Still reason to be optimistic, however.
They can't yet lay down a layer of these things into the track/sheets needed for a disk plater, for one thing. They had to do so individually, best I could tell, when what they want is to, perhaps, apply some sort of magneto-electric field, spray a mist of these magets embedded in a gel, and as the magnets settle towards the surface of the platter they'd align and space themsevles according to the field, and then as the gel/platter is heated the fields become erased and the surface solid and fixed for future use.
Then the problem of actually reading/writing to the disk.
The suggestion of a massively parallel fixed read arm would still have the problem of many 'wires' of the same size as the magnets, which might not be feasible.
If a motorized arm is used, we'd need something more precise and accurate than currently possible. Perhaps piezo-electric seek heads, grown within specifications, used to move the arm back and forth. As opposed to coils or something.
If I make no sense, please ignore, but I think those are some of the biggest hurdles to deal with.
AS
-AS
*Pikachu*
Presumably, if the heads are small there's less mass to crash into the magnetic surface (although less inertia to resist shock in the first place, of course) - which implies better shock resistance since the drive will get gouged less when you drop it.

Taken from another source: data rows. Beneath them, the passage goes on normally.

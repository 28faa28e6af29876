mod add_lesson;
mod create_course;
mod delete_lesson;
pub mod dto;
mod enroll_in_course;
mod get_course;
mod get_courses;
mod get_lesson;
mod update_lesson;

pub use add_lesson::{add_lesson_handler, LessonAddedResponse};
pub use create_course::{create_course_handler, CourseCreatedResponse};
pub use delete_lesson::delete_lesson_handler;
pub use enroll_in_course::{enroll_in_course_handler, EnrolledResponse, PaymentRequiredResponse};
pub use get_course::{get_course_handler, CourseDetailResponse};
pub use get_courses::{get_courses_handler, CourseListResponse};
pub use get_lesson::get_lesson_handler;
pub use update_lesson::{update_lesson_handler, LessonUpdatedResponse};

// OpenAPI path items
pub use add_lesson::__path_add_lesson_handler;
pub use create_course::__path_create_course_handler;
pub use delete_lesson::__path_delete_lesson_handler;
pub use enroll_in_course::__path_enroll_in_course_handler;
pub use get_course::__path_get_course_handler;
pub use get_courses::__path_get_courses_handler;
pub use get_lesson::__path_get_lesson_handler;
pub use update_lesson::__path_update_lesson_handler;
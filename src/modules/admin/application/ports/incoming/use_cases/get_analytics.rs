use async_trait::async_trait;

use crate::admin::application::domain::analytics::{CourseStats, MonthlyTrend, TypeDistribution};
use crate::admin::application::ports::outgoing::AdminQueryError;

#[derive(Debug, Clone, PartialEq)]
pub struct AnalyticsReport {
    pub monthly_trends: Vec<MonthlyTrend>,
    pub course_type_distribution: TypeDistribution,
    pub top_courses: Vec<CourseStats>,
}

#[derive(Debug, Clone, PartialEq, thiserror::Error)]
pub enum GetAnalyticsError {
    #[error("Repository error: {0}")]
    RepositoryError(String),
}

impl From<AdminQueryError> for GetAnalyticsError {
    fn from(err: AdminQueryError) -> Self {
        GetAnalyticsError::RepositoryError(err.to_string())
    }
}

#[async_trait]
pub trait GetAnalyticsUseCase: Send + Sync {
    async fn execute(&self) -> Result<AnalyticsReport, GetAnalyticsError>;
}
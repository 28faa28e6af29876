use std::sync::Arc;

use super::use_cases::login_user::ILoginUserUseCase;
use super::use_cases::register_user::IRegisterUserUseCase;
use super::use_cases::resolve_current_user::IResolveCurrentUserUseCase;

#[derive(Clone)]
pub struct AuthUseCases {
    pub register: Arc<dyn IRegisterUserUseCase + Send + Sync>,
    pub login: Arc<dyn ILoginUserUseCase + Send + Sync>,
    pub resolve_current_user: Arc<dyn IResolveCurrentUserUseCase + Send + Sync>,
}
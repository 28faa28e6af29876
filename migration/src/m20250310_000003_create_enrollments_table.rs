use sea_orm_migration::prelude::*;

#[derive(DeriveMigrationName)]
pub struct Migration;

#[async_trait::async_trait]
impl MigrationTrait for Migration {
    async fn up(&self, manager: &SchemaManager) -> Result<(), DbErr> {
        manager
            .create_table(
                Table::create()
                    .table(Enrollments::Table)
                    .if_not_exists()
                    .col(
                        ColumnDef::new(Enrollments::Id)
                            .uuid()
                            .not_null()
                            .primary_key()
                            .default(Expr::cust("gen_random_uuid()")),
                    )
                    .col(ColumnDef::new(Enrollments::UserId).uuid().not_null())
                    .col(ColumnDef::new(Enrollments::CourseId).uuid().not_null())
                    .col(
                        ColumnDef::new(Enrollments::EnrolledAt)
                            .timestamp_with_time_zone()
                            .not_null()
                            .default(Expr::current_timestamp()),
                    )
                    .col(
                        ColumnDef::new(Enrollments::PaymentStatus)
                            .string_len(20)
                            .not_null()
                            .default("pending"),
                    )
                    .col(ColumnDef::new(Enrollments::TransactionId).string_len(100))
                    .col(
                        ColumnDef::new(Enrollments::Progress)
                            .double()
                            .not_null()
                            .default(0.0),
                    )
                    .col(
                        ColumnDef::new(Enrollments::CompletedLessons)
                            .json_binary()
                            .not_null()
                            .default(Expr::cust("'[]'::jsonb")),
                    )
                    .foreign_key(
                        ForeignKey::create()
                            .name("fk_enrollments_user_id")
                            .from(Enrollments::Table, Enrollments::UserId)
                            .to(Users::Table, Users::Id)
                            .on_delete(ForeignKeyAction::Cascade)
                            .on_update(ForeignKeyAction::Cascade),
                    )
                    .foreign_key(
                        ForeignKey::create()
                            .name("fk_enrollments_course_id")
                            .from(Enrollments::Table, Enrollments::CourseId)
                            .to(Courses::Table, Courses::Id)
                            .on_delete(ForeignKeyAction::Restrict)
                            .on_update(ForeignKeyAction::Cascade),
                    )
                    .to_owned(),
            )
            .await?;

        // Lookups by (user, course) back the duplicate-enrollment checks
        manager
            .get_connection()
            .execute_unprepared(
                r#"
                CREATE INDEX IF NOT EXISTS idx_enrollments_user_course
                ON enrollments (user_id, course_id);
                "#,
            )
            .await?;

        manager
            .get_connection()
            .execute_unprepared(
                r#"
                CREATE INDEX IF NOT EXISTS idx_enrollments_course_status
                ON enrollments (course_id, payment_status);
                "#,
            )
            .await?;

        manager
            .get_connection()
            .execute_unprepared(
                r#"
                CREATE INDEX IF NOT EXISTS idx_enrollments_enrolled_at
                ON enrollments (enrolled_at DESC);
                "#,
            )
            .await?;

        Ok(())
    }

    async fn down(&self, manager: &SchemaManager) -> Result<(), DbErr> {
        manager
            .get_connection()
            .execute_unprepared(
                r#"
                DROP INDEX IF EXISTS idx_enrollments_user_course;
                DROP INDEX IF EXISTS idx_enrollments_course_status;
                DROP INDEX IF EXISTS idx_enrollments_enrolled_at;
                "#,
            )
            .await?;

        manager
            .drop_table(Table::drop().table(Enrollments::Table).to_owned())
            .await
    }
}

#[derive(DeriveIden)]
enum Enrollments {
    Table,
    Id,
    UserId,
    CourseId,
    EnrolledAt,
    PaymentStatus,
    TransactionId,
    Progress,
    CompletedLessons,
}

#[derive(DeriveIden)]
enum Users {
    Table,
    Id,
}

#[derive(DeriveIden)]
enum Courses {
    Table,
    Id,
}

Not that I'm in the habit of dropping my hard drives, of course, but it makes high-capacity MP3 players cheaper.
Dunx
Converting caffeine into code since 1982
Haven't used SFS (though I've heard a lot of good things about it); however, I do use PFS2 on my Amiga's hard drive and Zip disks. It's a similar idea to SFS; a file system that is organized in a less stupid way than FFS, and promises data coherency no matter what horrible things you do to your machine. It works perfectly; when the Amiga crashes in the middle of a write (which happens a lot to me, since there's no memory protection and I do a lot of silly things), it boots straight back up again. No corrupted filesystems, no waits while the filesystem is revalidated.
It's waaaaaaaay faster than FFS too, and has a hidden directory in the root of each filesystem which stores copies of the last thirty deleted files, so people who rm first and think later (like me) don't have to spend ages trawling through backups ;-)
I strongly recommend Amigans who still use FFS to check it out. UK Amigans can buy it from Ramjam Consultants.
How are we supposed to replace our magnetic media with something more esoteric when they keep making magnetic media more esoteric? Next I suppose they'll have little nanomachines pumping pedals to spin the drives...or they'll rotate the heads instead of the platters.
Yes it is possible with a cartesian grid. Put the grid on a magnetic drum, not a magnetic disk. Magnetic drums are particularly fast with head-per-track designs.
It might be zero time. The "teleportation of light" experiments in the past few years are altering a characteristic of light at a sensor. The researchers are considering using this for communication and computing. For communication, an entangled light beam could be sent between two places and alterations teleported between them...if entanglement works in zero time, bits could be sent across the country in zero time although the entangled light already made the trip at the speed of light.
Why have a rotary voice coil. One of the limiting factors in the drive is positioning the coil accurately. Just put an array of heads across the disk on a static arm -- one head for each track. You get an average seek time of only 1/2 rotation and no alignment issues. A lot of complex circuitry is eliminated, further shrinking the drive. Futhermore, you could get 1024 tracks read in parallel -- transfer rates would skyrocket.
I'm sorry I have to stop now, I'm drooling on my keyboard.